::: PROVIDED DATA :::

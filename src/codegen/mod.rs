//! Projection of the resolved model into TypeScript sources.
//!
//! Rendering is pure and deterministic: the same model and configuration always
//! produce byte-identical artifacts. Only [`generator`] touches the file system.

use std::{
    collections::BTreeMap,
    path::{Path, PathBuf},
};

pub mod format;
pub mod generator;
pub mod projection;
pub mod typescript;

pub use generator::{GenerateReport, SchemaGenerator};
pub use projection::Projector;
pub use typescript::TypeScriptEmitter;

/// Kind of a generated source file.
#[derive(Clone, Copy, Debug, PartialEq, Eq, PartialOrd, Ord, Hash)]
pub enum ArtifactKind {
    /// Interface exposing the fields a class declares on top of its parents.
    Contract,
    /// Data-holder class implementing the contract and carrying metadata.
    Concrete,
    Enumeration,
    /// Index re-exporting every other artifact.
    Manifest,
}

/// A rendered source file: import lines plus body text.
#[derive(Clone, Debug, PartialEq, Eq)]
pub struct Artifact {
    pub name: String,
    pub kind: ArtifactKind,
    pub imports: Vec<String>,
    pub body: String,
}

impl Artifact {
    /// Full file contents: sorted imports, a blank line, then the body.
    #[must_use]
    pub fn render(&self) -> String {
        if self.imports.is_empty() {
            return self.body.clone();
        }
        format!("{}\n\n{}", self.imports.join("\n"), self.body)
    }

    /// Location of the artifact below the output root.
    #[must_use]
    pub fn relative_path(&self) -> PathBuf {
        match self.kind {
            ArtifactKind::Contract | ArtifactKind::Enumeration => {
                Path::new("interfaces").join(format!("{}.ts", self.name))
            }
            ArtifactKind::Concrete => Path::new("classes").join(format!("{}.schema.ts", self.name)),
            ArtifactKind::Manifest => PathBuf::from("index.ts"),
        }
    }
}

/// Type-only imports collected while rendering one artifact.
///
/// One line per identifier, sorted by identifier; the artifact's own name is
/// never imported.
#[derive(Clone, Debug, PartialEq, Eq)]
pub struct Imports {
    owner: String,
    sibling_prefix: String,
    entries: BTreeMap<String, String>,
}

impl Imports {
    /// `sibling_prefix` is the relative path contracts and enumerations are
    /// imported from, e.g. `./` or `../interfaces/`.
    #[must_use]
    pub fn new(owner: impl Into<String>, sibling_prefix: impl Into<String>) -> Self {
        Self {
            owner: owner.into(),
            sibling_prefix: sibling_prefix.into(),
            entries: BTreeMap::new(),
        }
    }

    /// Registers `name` as imported from `from`.
    pub fn add(&mut self, name: &str, from: &str) {
        if name == self.owner {
            return;
        }
        self.entries
            .entry(name.to_string())
            .or_insert_with(|| from.to_string());
    }

    /// Registers a generated contract or enumeration.
    pub fn add_sibling(&mut self, name: &str) {
        let from = format!("{}{name}", self.sibling_prefix);
        self.add(name, &from);
    }

    #[must_use]
    pub fn lines(&self) -> Vec<String> {
        self.entries
            .iter()
            .map(|(name, from)| format!("import type {{ {name} }} from '{from}';"))
            .collect()
    }
}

:::

(PROBLEM STATEMENT): Repeat every line of the data word for word until you have repeated the line that contains "PartialOrd, Ord, Hash)]", which is the last one to include.

(OUTPUT):
filename src/codegen/mod.rs
//! Projection of the resolved model into TypeScript sources.
//!
//! Rendering is pure and deterministic: the same model and configuration always
//! produce byte-identical artifacts. Only [`generator`] touches the file system.

use std::{
    collections::BTreeMap,
    path::{Path, PathBuf},
};

pub mod format;
pub mod generator;
pub mod projection;
pub mod typescript;

pub use generator::{GenerateReport, SchemaGenerator};
pub use projection::Projector;
pub use typescript::TypeScriptEmitter;

/// Kind of a generated source file.
#[derive(Clone, Copy, Debug, PartialEq, Eq, PartialOrd, Ord, Hash)]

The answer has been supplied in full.